お吉写真帳《下》 安部龍太郎

2016年12月10日発行

 

オランダ水虫

 主人公の西周は哲学という用語の考案者として名高い。

 

まなこ閉ぢ給ふことなかれ

 巻末の島内景二の解説によれば、21歳で貞操の喪失と父兄の戦死とを代償にして「日本で初めての婦人記者の誕生」のヒロインとなった向井春子の決意として、“新政府がひた隠しにしている長州藩の計略を、命をかけてここに書く。だから旧幕臣の方々も、真実から目をそらさないで生きてほしいそんな祈りを込めたものだ。
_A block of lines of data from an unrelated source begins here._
//! Cross-language type coercion tables.
//!
//! Three static tables keyed by symbolic type ids: VHDL-to-Verilog for input
//! ports of a mixed binding, Verilog-to-VHDL for output ports, and
//! Verilog-to-Verilog for connections between Verilog value kinds. Symbols
//! resolve to canonical [`TypeId`]s on first use; the resolved tables are
//! cached per elaborator, so nothing lives in process globals. Pairs missing
//! from a table are binding errors at the lookup site, never silent.

use veld_common::{Ident, Interner};
use veld_tree::{Type, TypeDb, TypeId};

/// Symbolic type key used by the static tables.
#[derive(Clone, Copy, PartialEq, Eq, Debug)]
enum TypeSym {
    /// IEEE `std_logic`.
    StdLogic,
    /// IEEE `std_ulogic`.
    StdUlogic,
    /// Verilog `logic`.
    Logic,
    /// Verilog net value.
    NetValue,
    /// Verilog packed `logic` array.
    LogicArray,
    /// Verilog packed net array.
    NetArray,
    /// Verilog packed `wire` array.
    WireArray,
}

const VHDL_TO_VLOG: &[(TypeSym, TypeSym, &str)] = &[
    (TypeSym::StdLogic, TypeSym::Logic, "std_to_vlog_logic"),
    (TypeSym::StdLogic, TypeSym::NetValue, "std_to_vlog_net"),
    (TypeSym::StdUlogic, TypeSym::Logic, "std_to_vlog_logic"),
    (TypeSym::StdUlogic, TypeSym::NetValue, "std_to_vlog_net"),
];

const VLOG_TO_VHDL: &[(TypeSym, TypeSym, &str)] = &[
    (TypeSym::Logic, TypeSym::StdUlogic, "vlog_logic_to_std"),
    (TypeSym::NetValue, TypeSym::StdUlogic, "vlog_net_to_std"),
];

const VLOG_TO_VLOG: &[(TypeSym, TypeSym, &str)] = &[
    (TypeSym::NetValue, TypeSym::Logic, "vlog_net_to_logic"),
    (TypeSym::Logic, TypeSym::NetValue, "vlog_logic_to_net"),
    (TypeSym::NetArray, TypeSym::LogicArray, "vlog_net_array_to_logic"),
    (TypeSym::LogicArray, TypeSym::NetArray, "vlog_logic_array_to_net"),
    (TypeSym::WireArray, TypeSym::LogicArray, "vlog_wire_array_to_logic"),
    (TypeSym::LogicArray, TypeSym::WireArray, "vlog_logic_array_to_wire"),
];

/// One resolved coercion: from, to, and the conversion function name.
type Resolved = (TypeId, TypeId, Ident);

/// Lazily resolved coercion tables, owned by the elaborator.
#[derive(Default)]
pub struct CoercionTables {
    resolved: Option<ResolvedTables>,
}

struct ResolvedTables {
    vhdl_to_vlog: Vec<Resolved>,
    vlog_to_vhdl: Vec<Resolved>,
    vlog_to_vlog: Vec<Resolved>,
}

impl CoercionTables {
    /// Creates the unresolved tables.
    pub fn new() -> Self {
        Self::default()
    }

    fn ensure(&mut self, types: &mut TypeDb, interner: &Interner) -> &ResolvedTables {
        if self.resolved.is_none() {
            let resolve = |table: &[(TypeSym, TypeSym, &str)], types: &mut TypeDb| {
                table
                    .iter()
                    .map(|&(from, to, func)| {
                        (
                            resolve_sym(types, interner, from),
                            resolve_sym(types, interner, to),
                            interner.intern(func),
                        )
                    })
                    .collect()
            };
            self.resolved = Some(ResolvedTables {
                vhdl_to_vlog: resolve(VHDL_TO_VLOG, types),
                vlog_to_vhdl: resolve(VLOG_TO_VHDL, types),
                vlog_to_vlog: resolve(VLOG_TO_VLOG, types),
            });
        }
        self.resolved.as_ref().unwrap()
    }

    /// Finds the conversion for an input Verilog port, keyed on
    /// `(VHDL type, Verilog type)`. Returns the function name and result
    /// type.
    pub fn vhdl_to_vlog(
        &mut self,
        types: &mut TypeDb,
        interner: &Interner,
        from: TypeId,
        to: TypeId,
    ) -> Option<(Ident, TypeId)> {
        self.ensure(types, interner)
            .vhdl_to_vlog
            .iter()
            .find(|&&(f, t, _)| f == from && t == to)
            .map(|&(_, t, func)| (func, t))
    }

    /// Finds the conversion for an output Verilog port, keyed on the Verilog
    /// type. Returns the function name and VHDL result type; the caller
    /// checks the component side is compatible with the result.
    pub fn vlog_to_vhdl(
        &mut self,
        types: &mut TypeDb,
        interner: &Interner,
        from: TypeId,
    ) -> Option<(Ident, TypeId)> {
        self.ensure(types, interner)
            .vlog_to_vhdl
            .iter()
            .find(|&&(f, _, _)| f == from)
            .map(|&(_, t, func)| (func, t))
    }

    /// Finds the conversion between two Verilog value kinds.
    pub fn vlog_to_vlog(
        &mut self,
        types: &mut TypeDb,
        interner: &Interner,
        from: TypeId,
        to: TypeId,
    ) -> Option<(Ident, TypeId)> {
        self.ensure(types, interner)
            .vlog_to_vlog
            .iter()
            .find(|&&(f, t, _)| f == from && t == to)
            .map(|&(_, t, func)| (func, t))
    }
}

/// Returns `true` if a VHDL type can receive a value of the coercion result
/// type: identical, or an enumeration with the same literal set (std_logic
/// against std_ulogic).
pub fn receivable(types: &TypeDb, target: TypeId, result: TypeId) -> bool {
    if target == result {
        return true;
    }
    match (types.get(target), types.get(result)) {
        (Type::Enum { literals: a, .. }, Type::Enum { literals: b, .. }) => a == b,
        _ => false,
    }
}

fn resolve_sym(types: &mut TypeDb, interner: &Interner, sym: TypeSym) -> TypeId {
    match sym {
        TypeSym::StdLogic => types.std_logic(interner),
        TypeSym::StdUlogic => types.std_ulogic(interner),
        TypeSym::Logic => types.intern(Type::VlogLogic),
        TypeSym::NetValue => types.intern(Type::VlogNetValue),
        TypeSym::LogicArray => types.intern(Type::VlogLogicArray),
        TypeSym::NetArray => types.intern(Type::VlogNetArray),
        TypeSym::WireArray => types.intern(Type::VlogWireArray),
    }
}

#[cfg(test)]
mod tests {
    use super::*;

    #[test]
    fn std_logic_to_logic_resolves() {
        let interner = Interner::new();
        let mut types = TypeDb::new();
        let mut tables = CoercionTables::new();
        let sl = types.std_logic(&interner);
        let logic = types.intern(Type::VlogLogic);
        let (func, result) = tables
            .vhdl_to_vlog(&mut types, &interner, sl, logic)
            .unwrap();
        assert_eq!(interner.resolve(func), "std_to_vlog_logic");
        assert_eq!(result, logic);
    }

    #[test]
    fn unknown_pair_is_none() {
        let interner = Interner::new();
        let mut types = TypeDb::new();
        let mut tables = CoercionTables::new();
        let int = types.universal_int();
        let logic = types.intern(Type::VlogLogic);
        assert!(tables
            .vhdl_to_vlog(&mut types, &interner, int, logic)
            .is_none());
    }

    #[test]
    fn output_direction_produces_std_ulogic() {
        let interner = Interner::new();
        let mut types = TypeDb::new();
        let mut tables = CoercionTables::new();
        let logic = types.intern(Type::VlogLogic);
        let (func, result) = tables.vlog_to_vhdl(&mut types, &interner, logic).unwrap();
        assert_eq!(interner.resolve(func), "vlog_logic_to_std");
        assert_eq!(result, types.std_ulogic(&interner));
    }

    #[test]
    fn std_logic_receives_std_ulogic_result() {
        let interner = Interner::new();
        let mut types = TypeDb::new();
        let sl = types.std_logic(&interner);
        let sul = types.std_ulogic(&interner);
        let int = types.universal_int();
        assert!(receivable(&types, sl, sul));
        assert!(receivable(&types, sul, sul));
        assert!(!receivable(&types, int, sul));
    }

    #[test]
    fn vlog_tables_cover_arrays_both_ways() {
        let interner = Interner::new();
        let mut types = TypeDb::new();
        let mut tables = CoercionTables::new();
        let la = types.intern(Type::VlogLogicArray);
        let na = types.intern(Type::VlogNetArray);
        let wa = types.intern(Type::VlogWireArray);
        assert!(tables.vlog_to_vlog(&mut types, &interner, na, la).is_some());
        assert!(tables.vlog_to_vlog(&mut types, &interner, la, na).is_some());
        assert!(tables.vlog_to_vlog(&mut types, &interner, wa, la).is_some());
        assert!(tables.vlog_to_vlog(&mut types, &interner, la, wa).is_some());
        assert!(tables.vlog_to_vlog(&mut types, &interner, na, wa).is_none());
    }

    #[test]
    fn resolution_is_stable_across_lookups() {
        let interner = Interner::new();
        let mut types = TypeDb::new();
        let mut tables = CoercionTables::new();
        let logic = types.intern(Type::VlogLogic);
        let net = types.intern(Type::VlogNetValue);
        let a = tables.vlog_to_vlog(&mut types, &interner, net, logic);
        let b = tables.vlog_to_vlog(&mut types, &interner, net, logic);
        assert_eq!(a.map(|(f, _)| f), b.map(|(f, _)| f));
    }
}
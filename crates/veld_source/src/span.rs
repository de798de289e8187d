//! Byte-offset ranges within source files.

use crate::file_id::FileId;
use serde::{Deserialize, Serialize};

/// A byte offset range within a source file. `start` is inclusive, `end`
/// exclusive.
#[derive(Clone, Copy, PartialEq, Eq, Hash, Debug, Serialize, Deserialize)]
pub struct Span {
    /// The source file this span belongs to.
    pub file: FileId,
    /// Byte offset of the start of the span (inclusive).
    pub start: u32,
    /// Byte offset of the end of the span (exclusive).
    pub end: u32,
}

impl Span {
    /// A dummy span used when no source location is available.
    pub const DUMMY: Span = Span {
        file: FileId::DUMMY,
        start: 0,
        end: 0,
    };

    /// Creates a new span in the given file with the given byte range.
    pub fn new(file: FileId, start: u32, end: u32) -> Self {
        Self { file, start, end }
    }

    /// Returns `true` if this is the dummy span.
    pub fn is_dummy(&self) -> bool {
        self.file == FileId::DUMMY
    }

    /// Returns `true` if both spans lie in the same source file.
    pub fn same_file(&self, other: Span) -> bool {
        self.file == other.file
    }
}
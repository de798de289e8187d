//! The generic override table and the textual value parser.
//!
//! Overrides arrive as ordered `(qualified-name, text)` pairs from the
//! `-gNAME=VALUE` surface. They are matched against the dot-separated chain
//! of enclosing instance labels plus the generic's own name, consumed
//! destructively on first match, and the survivors reported as warnings at
//! root teardown. The table is an owned value threaded through the
//! elaborator, not a process global, so tests stay hermetic.

use veld_common::Interner;
use veld_source::Span;
use veld_tree::{DesignArena, LiteralValue, Node, NodeId, NodeKind, Type, TypeDb, TypeId};

/// One pending override.
#[derive(Debug, Clone)]
pub struct OverrideEntry {
    /// The qualified generic name as given.
    pub name: String,
    /// The raw value text.
    pub value: String,
}

/// The ordered, destructively consumed override table.
#[derive(Debug, Default)]
pub struct OverrideTable {
    entries: Vec<OverrideEntry>,
}

impl OverrideTable {
    /// Creates an empty table.
    pub fn new() -> Self {
        Self::default()
    }

    /// Appends an override. Insertion order decides match priority.
    pub fn set_generic(&mut self, name: impl Into<String>, value: impl Into<String>) {
        self.entries.push(OverrideEntry {
            name: name.into(),
            value: value.into(),
        });
    }

    /// Consumes the first entry matching `qualified` case-insensitively.
    ///
    /// The matched entry is removed; a second consumption of the same name
    /// only succeeds if the table held two entries.
    pub fn consume(&mut self, qualified: &str) -> Option<String> {
        let pos = self
            .entries
            .iter()
            .position(|e| e.name.eq_ignore_ascii_case(qualified))?;
        Some(self.entries.remove(pos).value)
    }

    /// Drains every unconsumed entry, in insertion order.
    pub fn drain_unused(&mut self) -> Vec<OverrideEntry> {
        std::mem::take(&mut self.entries)
    }

    /// Returns the number of pending entries.
    pub fn len(&self) -> usize {
        self.entries.len()
    }

    /// Returns `true` if no entries are pending.
    pub fn is_empty(&self) -> bool {
        self.entries.is_empty()
    }
}

/// Builds the fully qualified override key for a generic.
pub fn qualified_name(instance_chain: &str, generic: &str) -> String {
    if instance_chain.is_empty() {
        generic.to_string()
    } else {
        format!("{instance_chain}.{generic}")
    }
}

/// Parses an override's value text against the formal's type.
///
/// The produced tree depends on the type family: enumerations become a `Ref`
/// to the matching literal, integer and physical types an integer literal,
/// reals a real literal, and character arrays a string literal with a
/// subtype computed from the actual character sequence. Any other type
/// family is rejected.
pub fn parse_override_value(
    arena: &mut DesignArena,
    types: &mut TypeDb,
    interner: &Interner,
    ty: TypeId,
    text: &str,
    span: Span,
) -> Option<NodeId> {
    let text = text.trim();
    match types.get(ty).clone() {
        Type::Enum { literals, .. } => {
            let pos = find_enum_literal(interner, &literals, text)?;
            let lit = arena.alloc(Node::new(
                NodeKind::EnumLit {
                    name: literals[pos],
                    ty,
                    pos: pos as u32,
                },
                span,
            ));
            Some(arena.alloc(Node::new(NodeKind::Ref { decl: lit }, span)))
        }
        Type::Integer { .. } => {
            let n = parse_int(text)?;
            Some(arena.alloc(Node::new(NodeKind::Literal(LiteralValue::Int(n)), span)))
        }
        Type::Physical { unit, .. } => {
            let (num, unit_text) = split_physical(text);
            let n = parse_int(num)?;
            let unit = match unit_text {
                Some(u) => interner.intern(u),
                None => unit,
            };
            Some(arena.alloc(Node::new(
                NodeKind::Literal(LiteralValue::Physical(n, unit)),
                span,
            )))
        }
        Type::Real => {
            let f: f64 = text.parse().ok()?;
            Some(arena.alloc(Node::new(NodeKind::Literal(LiteralValue::Real(f)), span)))
        }
        Type::Array {
            name,
            index,
            element,
            ..
        } => {
            let Type::Enum { literals, .. } = types.get(element).clone() else {
                return None;
            };
            let mut chars = Vec::with_capacity(text.len());
            for c in text.chars() {
                let quoted = format!("'{c}'");
                let pos = find_enum_literal(interner, &literals, &quoted)?;
                let lit = arena.alloc(Node::new(
                    NodeKind::EnumLit {
                        name: literals[pos],
                        ty: element,
                        pos: pos as u32,
                    },
                    span,
                ));
                chars.push(arena.alloc(Node::new(NodeKind::Ref { decl: lit }, span)));
            }
            let subtype = types.intern(Type::Array {
                name,
                index,
                element,
                length: Some(chars.len() as u32),
            });
            Some(arena.alloc(Node::new(
                NodeKind::StringLit {
                    chars,
                    ty: subtype,
                },
                span,
            )))
        }
        _ => None,
    }
}

fn find_enum_literal(interner: &Interner, literals: &[veld_common::Ident], text: &str) -> Option<usize> {
    literals.iter().position(|&lit| {
        let s = interner.resolve(lit);
        s.eq_ignore_ascii_case(text) || s.trim_matches('\'').eq_ignore_ascii_case(text)
    })
}

fn parse_int(text: &str) -> Option<i64> {
    let clean: String = text.chars().filter(|&c| c != '_').collect();
    clean.parse().ok()
}

fn split_physical(text: &str) -> (&str, Option<&str>) {
    match text.find(|c: char| c.is_ascii_alphabetic()) {
        Some(pos) => (text[..pos].trim(), Some(text[pos..].trim())),
        None => (text, None),
    }
}
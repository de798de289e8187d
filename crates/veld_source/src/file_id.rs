//! Opaque identifier for source files.

use serde::{Deserialize, Serialize};

/// Opaque identifier for a source file registered in the [`SourceDb`](crate::SourceDb).
#[derive(Clone, Copy, PartialEq, Eq, Hash, Debug, Serialize, Deserialize)]
pub struct FileId(u32);

impl FileId {
    /// A dummy file ID used for synthetic spans (copier-generated nodes).
    pub const DUMMY: FileId = FileId(u32::MAX);

    /// Creates a `FileId` from a raw `u32` value.
    pub fn from_raw(raw: u32) -> Self {
        Self(raw)
    }

    /// Returns the raw `u32` value of this `FileId`.
    pub fn as_raw(self) -> u32 {
        self.0
    }
}
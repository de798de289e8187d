//! Source file representation with line-start indexing.

use crate::file_id::FileId;
use std::path::PathBuf;

/// A source file registered with the elaboration session.
///
/// Stores the text alongside precomputed line-start offsets so spans can be
/// resolved to line/column coordinates without rescanning.
pub struct SourceFile {
    /// The unique identifier for this file within the [`SourceDb`](crate::SourceDb).
    pub id: FileId,
    /// The filesystem path (or a synthetic name for in-memory sources).
    pub path: PathBuf,
    /// The full text content of the file.
    pub content: String,
    /// Byte offsets of each line start; the first entry is always 0.
    line_starts: Vec<u32>,
}

impl SourceFile {
    /// Creates a new `SourceFile` with precomputed line starts.
    pub fn new(id: FileId, path: PathBuf, content: String) -> Self {
        let line_starts = compute_line_starts(&content);
        Self {
            id,
            path,
            content,
            line_starts,
        }
    }

    /// Converts a byte offset into 1-indexed (line, column) coordinates.
    pub fn line_col(&self, byte_offset: u32) -> (u32, u32) {
        let line_idx = match self.line_starts.binary_search(&byte_offset) {
            Ok(idx) => idx,
            Err(idx) => idx - 1,
        };
        let line = (line_idx as u32) + 1;
        let col = byte_offset - self.line_starts[line_idx] + 1;
        (line, col)
    }

    /// Returns a substring of the file content between byte offsets.
    pub fn snippet(&self, start: u32, end: u32) -> &str {
        &self.content[start as usize..end as usize]
    }
}

fn compute_line_starts(content: &str) -> Vec<u32> {
    let mut starts = vec![0u32];
    for (i, byte) in content.bytes().enumerate() {
        if byte == b'\n' {
            starts.push((i + 1) as u32);
        }
    }
    starts
}

#[cfg(test)]
mod tests {
    use super::*;

    fn make_file(content: &str) -> SourceFile {
        SourceFile::new(
            FileId::from_raw(0),
            PathBuf::from("test.vhd"),
            content.to_string(),
        )
    }

    #[test]
    fn line_col_resolution() {
        let f = make_file("abc\ndef\nghi");
        assert_eq!(f.line_col(0), (1, 1));
        assert_eq!(f.line_col(4), (2, 1));
        assert_eq!(f.line_col(5), (2, 2));
        assert_eq!(f.line_col(8), (3, 1));
    }

    #[test]
    fn snippet_extraction() {
        let f = make_file("entity top is end;");
        assert_eq!(f.snippet(0, 6), "entity");
    }

    #[test]
    fn empty_file() {
        let f = make_file("");
        assert_eq!(f.line_col(0), (1, 1));
    }
}
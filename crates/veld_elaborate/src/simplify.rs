//! The global simplifier: substitution of resolved generic values.
//!
//! After generics are resolved, every reference to a generic with a literal
//! value is replaced in place by the literal throughout the copied unit, so
//! downstream folding (generate ranges, nested generic actuals) sees
//! constants instead of references. Safe to run on a copy only; the copy
//! service guarantees each instance owns its rewritten tree.

use std::collections::{HashMap, HashSet};

use veld_tree::{copy::owned_children, DesignArena, NodeId, NodeKind};

/// Replaces references to the given generics by clones of their value nodes,
/// in place, across the subtrees rooted at `roots`.
pub fn substitute_generics(
    arena: &mut DesignArena,
    roots: &[NodeId],
    generics: &HashMap<NodeId, NodeId>,
) {
    if generics.is_empty() {
        return;
    }
    let mut seen = HashSet::new();
    let mut stack: Vec<NodeId> = roots.to_vec();
    while let Some(id) = stack.pop() {
        if !seen.insert(id) {
            continue;
        }
        if let NodeKind::Ref { decl } = arena.get(id).kind {
            if let Some(&value) = generics.get(&decl) {
                let replacement = arena.get(value).kind.clone();
                arena.get_mut(id).kind = replacement;
                continue;
            }
        }
        stack.extend(owned_children(&arena.get(id).kind));
    }
}
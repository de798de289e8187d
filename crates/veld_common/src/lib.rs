//! Shared foundational types for the veld elaboration core.
//!
//! This crate provides interned identifiers with case-insensitive comparison
//! (VHDL names are case-insensitive, Verilog names are not) and the internal
//! error type used for core invariant violations.

#![warn(missing_docs)]

pub mod ident;
pub mod result;

pub use ident::{Ident, Interner};
pub use result::{InternalError, VeldResult};
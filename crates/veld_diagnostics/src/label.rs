//! Labels that annotate source spans within a diagnostic.

use serde::{Deserialize, Serialize};
use veld_source::Span;

/// The visual style of a diagnostic label.
#[derive(Clone, Copy, PartialEq, Eq, Debug, Serialize, Deserialize)]
pub enum LabelStyle {
    /// The primary label highlighting the main error location.
    Primary,
    /// A secondary label providing additional context.
    Secondary,
}

/// An annotated source span within a diagnostic.
#[derive(Clone, Debug, Serialize, Deserialize)]
pub struct Label {
    /// The source span this label annotates.
    pub span: Span,
    /// The message displayed next to the underline.
    pub message: String,
    /// Whether this is a primary or secondary label.
    pub style: LabelStyle,
}

impl Label {
    /// Creates a primary label (the main error location).
    pub fn primary(span: Span, message: impl Into<String>) -> Self {
        Self {
            span,
            message: message.into(),
            style: LabelStyle::Primary,
        }
    }

    /// Creates a secondary label (additional context).
    pub fn secondary(span: Span, message: impl Into<String>) -> Self {
        Self {
            span,
            message: message.into(),
            style: LabelStyle::Secondary,
        }
    }
}
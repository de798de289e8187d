//! Instance fixup: substitution maps for non-constant generics.
//!
//! After generics resolve, type, subprogram, and package generics of a
//! freshly copied unit must be redirected at their actuals. The maps built
//! here are applied to the copy exactly once through the tree rewriter.

use std::collections::HashMap;

use veld_common::{InternalError, VeldResult};
use veld_tree::{Class, DesignArena, NodeId, NodeKind, Type, TypeId};

use crate::generics::ResolvedGeneric;

/// The substitution produced by fixup: node redirections for subprogram and
/// package generics, type replacements for type generics.
#[derive(Default)]
pub struct Substitution {
    /// Formal declaration to actual declaration.
    pub nodes: HashMap<NodeId, NodeId>,
    /// Formal type placeholder to actual type.
    pub types: HashMap<TypeId, TypeId>,
}

impl Substitution {
    /// Returns `true` if nothing needs rewriting.
    pub fn is_empty(&self) -> bool {
        self.nodes.is_empty() && self.types.is_empty()
    }
}

/// Builds the substitution for the resolved generics of one instance.
pub fn instance_fixup(
    arena: &DesignArena,
    types: &veld_tree::TypeDb,
    resolved: &[ResolvedGeneric],
) -> VeldResult<Substitution> {
    let mut subst = Substitution::default();

    for rg in resolved {
        let NodeKind::Generic {
            class,
            ty,
            subgens,
            pkg,
            ..
        } = &arena.get(rg.formal).kind
        else {
            return Err(InternalError::new("fixup input is not a generic"));
        };
        let Some(value) = rg.value else {
            continue;
        };

        match class {
            Class::Constant => {}
            Class::Type => {
                let NodeKind::TypeRef { ty: actual } = arena.get(value).kind else {
                    // A binding error was already reported; nothing to map.
                    continue;
                };
                subst.types.insert(*ty, actual);
                map_array_subgens(arena, types, actual, subgens, &mut subst);
            }
            Class::Subprogram => {
                let NodeKind::Ref { decl } = arena.get(value).kind else {
                    continue;
                };
                subst.nodes.insert(rg.formal, decl);
            }
            Class::Package => {
                let NodeKind::Ref { decl: actual_pkg } = arena.get(value).kind else {
                    continue;
                };
                subst.nodes.insert(rg.formal, actual_pkg);
                if let Some(formal_pkg) = pkg {
                    map_package(arena, *formal_pkg, actual_pkg, &mut subst)?;
                }
            }
        }
    }

    Ok(subst)
}

/// Maps the anonymous sub-generics of an array type formal onto the actual
/// array type's element and index types.
fn map_array_subgens(
    arena: &DesignArena,
    types: &veld_tree::TypeDb,
    actual_ty: TypeId,
    subgens: &[NodeId],
    subst: &mut Substitution,
) {
    let Type::Array { element, index, .. } = types.get(actual_ty) else {
        return;
    };
    let actual_parts = [*element, *index];
    for (sub, actual) in subgens.iter().zip(actual_parts) {
        if let NodeKind::Generic {
            has_ident: false,
            ty,
            ..
        } = &arena.get(*sub).kind
        {
            subst.types.insert(*ty, actual);
        }
    }
}

/// Maps a formal package's declarations and sub-generics onto the actual
/// package, one level deep.
// TODO: descend into packages nested inside the formal package's generics.
fn map_package(
    arena: &DesignArena,
    formal_pkg: NodeId,
    actual_pkg: NodeId,
    subst: &mut Substitution,
) -> VeldResult<()> {
    subst.nodes.insert(formal_pkg, actual_pkg);

    let NodeKind::Package {
        generics: fgens,
        decls: fdecls,
        ..
    } = &arena.get(formal_pkg).kind
    else {
        return Err(InternalError::new("formal package generic is not a package"));
    };
    let NodeKind::Package {
        generics: agens,
        genmaps: amaps,
        decls: adecls,
        ..
    } = &arena.get(actual_pkg).kind
    else {
        return Err(InternalError::new("package actual is not a package"));
    };

    if fdecls.len() != adecls.len() {
        return Err(InternalError::new(
            "formal and actual packages declare different item counts",
        ));
    }
    for (&fd, &ad) in fdecls.iter().zip(adecls) {
        if std::mem::discriminant(&arena.get(fd).kind) != std::mem::discriminant(&arena.get(ad).kind)
        {
            return Err(InternalError::new(
                "formal and actual package declarations disagree in kind",
            ));
        }
        subst.nodes.insert(fd, ad);
    }

    for (j, &fg) in fgens.iter().enumerate() {
        let NodeKind::Generic { class, ty, .. } = &arena.get(fg).kind else {
            continue;
        };
        match class {
            Class::Subprogram => {
                // The actual package's own genmap supplies the subprogram.
                let Some(&map) = amaps.get(j) else { continue };
                let NodeKind::Param { value, .. } = arena.get(map).kind else {
                    continue;
                };
                if let NodeKind::Ref { decl } = arena.get(value).kind {
                    subst.nodes.insert(fg, decl);
                }
            }
            Class::Type => {
                if let Some(&ag) = agens.get(j) {
                    if let NodeKind::Generic { ty: aty, .. } = &arena.get(ag).kind {
                        subst.types.insert(*ty, *aty);
                    }
                }
            }
            Class::Constant | Class::Package => {}
        }
    }

    Ok(())
}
”という作品の箇所を引用しながら、これぞ、まさしく春子に仮託した安部本人の「歴史小説宣言」であろうという。ちなみに春子の心の成熟の触媒となった星亨は日本最初の弁護士となり、衆議院議長東京市議会議長を務めるなど、政界の怪物として異彩を放ったが、金権政治家の悪評が後を絶たず、暗殺された。

 

贋金一件

 解説によれば、この短編は、何が本物で、何が偽物かという真贋の鑑定をテーマとしている。天子を擁立して政権を握った明治新政府は本物か偽物か。新政府の無理難題に対抗するためにやむを得ず贋金づくりに走った大聖寺藩の人々の心は本物なのか偽物なのか。主人公・石川嶂は大阪・東京・静岡・富山などで活躍したが、大正2年に福岡県の三池で没した。

 

上巻のトーンとはだいぶ違う作品が下巻の方に並んでいるような気がする。表に見える歴史と、表には表われない裏の歴史の違いから来るトーンの違いだろうか?